▶ **GOAL OF THE EXERCISE**
Only a number is expected: how many lines in the data below contain the word "executing".
[Opening MATERIAL TO PROCESS section]
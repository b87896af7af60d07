//! Prometheus metrics for the job scheduler, event correlation and units of work.
//!
//! # Example
//!
//! ```rust,no_run
//! use conductor_core::telemetry::metrics::JobMetrics;
//!
//! JobMetrics::record_acquired("default", "billing", 3);
//! JobMetrics::record_failed("billing", "delegate", 2);
//! ```

use metrics::{counter, describe_counter, describe_gauge, describe_histogram, gauge, histogram};
use metrics_exporter_prometheus::{PrometheusBuilder, PrometheusHandle};
use serde::{Deserialize, Serialize};
use std::collections::HashMap;
use std::time::{Duration, Instant};

/// Metrics configuration.
#[derive(Debug, Clone, Serialize, Deserialize)]
pub struct MetricsConfig {
    /// Whether metrics collection is enabled
    #[serde(default = "default_metrics_enabled")]
    pub enabled: bool,

    /// Histogram buckets for job execution durations (in seconds)
    #[serde(default = "default_duration_buckets")]
    pub duration_buckets: Vec<f64>,

    /// Global labels to add to all metrics
    #[serde(default)]
    pub global_labels: HashMap<String, String>,
}

impl Default for MetricsConfig {
    fn default() -> Self {
        Self {
            enabled: default_metrics_enabled(),
            duration_buckets: default_duration_buckets(),
            global_labels: HashMap::new(),
        }
    }
}

// Default value functions
fn default_metrics_enabled() -> bool {
    true
}

fn default_duration_buckets() -> Vec<f64> {
    vec![0.005, 0.01, 0.025, 0.05, 0.1, 0.25, 0.5, 1.0, 2.5, 5.0, 10.0, 30.0]
}

/// Handle on the installed Prometheus recorder.
pub struct MetricsRegistry {
    prometheus_handle: Option<PrometheusHandle>,
}

impl std::fmt::Debug for MetricsRegistry {
    fn fmt(&self, f: &mut std::fmt::Formatter<'_>) -> std::fmt::Result {
        f.debug_struct("MetricsRegistry")
            .field("prometheus_handle", &self.prometheus_handle.is_some())
            .finish()
    }
}

impl MetricsRegistry {
    /// A registry with no recorder behind it.
    pub fn disabled() -> Self {
        Self {
            prometheus_handle: None,
        }
    }

    /// Render all metrics in Prometheus text format.
    pub fn render(&self) -> String {
        self.prometheus_handle
            .as_ref()
            .map(|h| h.render())
            .unwrap_or_default()
    }
}

/// Initialize the metrics subsystem.
///
/// # Errors
///
/// Returns an error if the buckets are invalid or a recorder is already installed.
pub fn init_metrics(config: &MetricsConfig, service_name: &str) -> anyhow::Result<MetricsRegistry> {
    if !config.enabled {
        return Ok(MetricsRegistry::disabled());
    }

    let mut builder = PrometheusBuilder::new();

    for (key, value) in &config.global_labels {
        builder = builder.add_global_label(key, value);
    }

    builder = builder.set_buckets(&config.duration_buckets)?;

    let handle = builder.install_recorder()?;

    register_metric_descriptions();

    tracing::info!(service_name = %service_name, "Metrics initialized");

    Ok(MetricsRegistry {
        prometheus_handle: Some(handle),
    })
}

/// Register all metric descriptions.
fn register_metric_descriptions() {
    // Job metrics
    describe_counter!("conductor_jobs_acquired_total", "Jobs locked by acquisition cycles");
    describe_counter!("conductor_jobs_executed_total", "Jobs executed successfully");
    describe_counter!("conductor_jobs_failed_total", "Job executions that failed");
    describe_counter!(
        "conductor_jobs_exhausted_total",
        "Jobs that ran out of retries and need operator action"
    );
    describe_counter!(
        "conductor_jobs_rejected_total",
        "Locked jobs handed back because no worker was free"
    );
    describe_histogram!("conductor_job_execution_seconds", "Job execution duration in seconds");

    // Acquisition metrics
    describe_counter!("conductor_acquisition_cycles_total", "Acquisition cycles run");
    describe_counter!(
        "conductor_lock_conflicts_total",
        "Jobs skipped because another owner holds the lock"
    );
    describe_gauge!("conductor_worker_pool_active", "Jobs currently executing");

    // Events and units of work
    describe_counter!("conductor_events_delivered_total", "Events delivered to subscriptions");
    describe_counter!(
        "conductor_listener_failures_total",
        "Transaction listeners that returned an error"
    );
    describe_counter!("conductor_units_of_work_total", "Units of work closed, by outcome");

    // Errors
    describe_counter!("conductor_errors_total", "Errors constructed, by code");
}

// ═══════════════════════════════════════════════════════════════════════════════
// Job Metrics
// ═══════════════════════════════════════════════════════════════════════════════

/// Scheduler and job execution metrics.
pub struct JobMetrics;

impl JobMetrics {
    /// Record a finished acquisition cycle.
    pub fn record_acquired(acquisition: &str, engine: &str, count: usize) {
        counter!(
            "conductor_acquisition_cycles_total",
            "acquisition" => acquisition.to_string(),
        )
        .increment(1);

        if count > 0 {
            counter!(
                "conductor_jobs_acquired_total",
                "acquisition" => acquisition.to_string(),
                "engine" => engine.to_string(),
            )
            .increment(count as u64);
        }
    }

    /// Record a job skipped because another owner locked it first.
    pub fn record_lock_conflict(acquisition: &str) {
        counter!(
            "conductor_lock_conflicts_total",
            "acquisition" => acquisition.to_string(),
        )
        .increment(1);
    }

    /// Record a successful job execution.
    pub fn record_executed(engine: &str, handler_type: &str, duration: Duration) {
        counter!(
            "conductor_jobs_executed_total",
            "engine" => engine.to_string(),
            "handler" => handler_type.to_string(),
        )
        .increment(1);

        histogram!(
            "conductor_job_execution_seconds",
            "handler" => handler_type.to_string(),
        )
        .record(duration.as_secs_f64());
    }

    /// Record a failed job execution.
    pub fn record_failed(engine: &str, handler_type: &str, retries_left: i32) {
        counter!(
            "conductor_jobs_failed_total",
            "engine" => engine.to_string(),
            "handler" => handler_type.to_string(),
        )
        .increment(1);

        if retries_left <= 0 {
            counter!(
                "conductor_jobs_exhausted_total",
                "engine" => engine.to_string(),
                "handler" => handler_type.to_string(),
            )
            .increment(1);
        }
    }

    /// Record a job handed back because the worker pool was saturated.
    pub fn record_rejected(acquisition: &str) {
        counter!(
            "conductor_jobs_rejected_total",
            "acquisition" => acquisition.to_string(),
        )
        .increment(1);
    }

    /// Set the number of jobs currently executing.
    pub fn set_active_workers(pool: &str, active: usize) {
        gauge!("conductor_worker_pool_active", "pool" => pool.to_string()).set(active as f64);
    }
}

// ═══════════════════════════════════════════════════════════════════════════════
// Engine Metrics
// ═══════════════════════════════════════════════════════════════════════════════

/// Unit of work and correlation metrics.
pub struct EngineMetrics;

impl EngineMetrics {
    pub fn record_event_delivered(event_type: &str) {
        counter!(
            "conductor_events_delivered_total",
            "event_type" => event_type.to_string(),
        )
        .increment(1);
    }

    pub fn record_listener_failure(outcome: &str) {
        counter!(
            "conductor_listener_failures_total",
            "outcome" => outcome.to_string(),
        )
        .increment(1);
    }

    pub fn record_unit_of_work(outcome: &str) {
        counter!(
            "conductor_units_of_work_total",
            "outcome" => outcome.to_string(),
        )
        .increment(1);
    }
}

/// Utility for tracking operation timing with automatic metric recording.
pub struct OperationTimer {
    start: Instant,
    operation_name: &'static str,
}

impl OperationTimer {
    /// Start timing an operation.
    pub fn start(operation_name: &'static str) -> Self {
        Self {
            start: Instant::now(),
            operation_name,
        }
    }

    /// Get elapsed time without recording.
    pub fn elapsed(&self) -> Duration {
        self.start.elapsed()
    }

    /// Finish and record to the generic operation histogram.
    pub fn finish(self) -> Duration {
        let duration = self.start.elapsed();

        histogram!(
            "conductor_operation_duration_seconds",
            "operation" => self.operation_name,
        )
        .record(duration.as_secs_f64());

        duration
    }
}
[Closing MATERIAL TO PROCESS section]
▶ **THE COMPLETED TASK**
2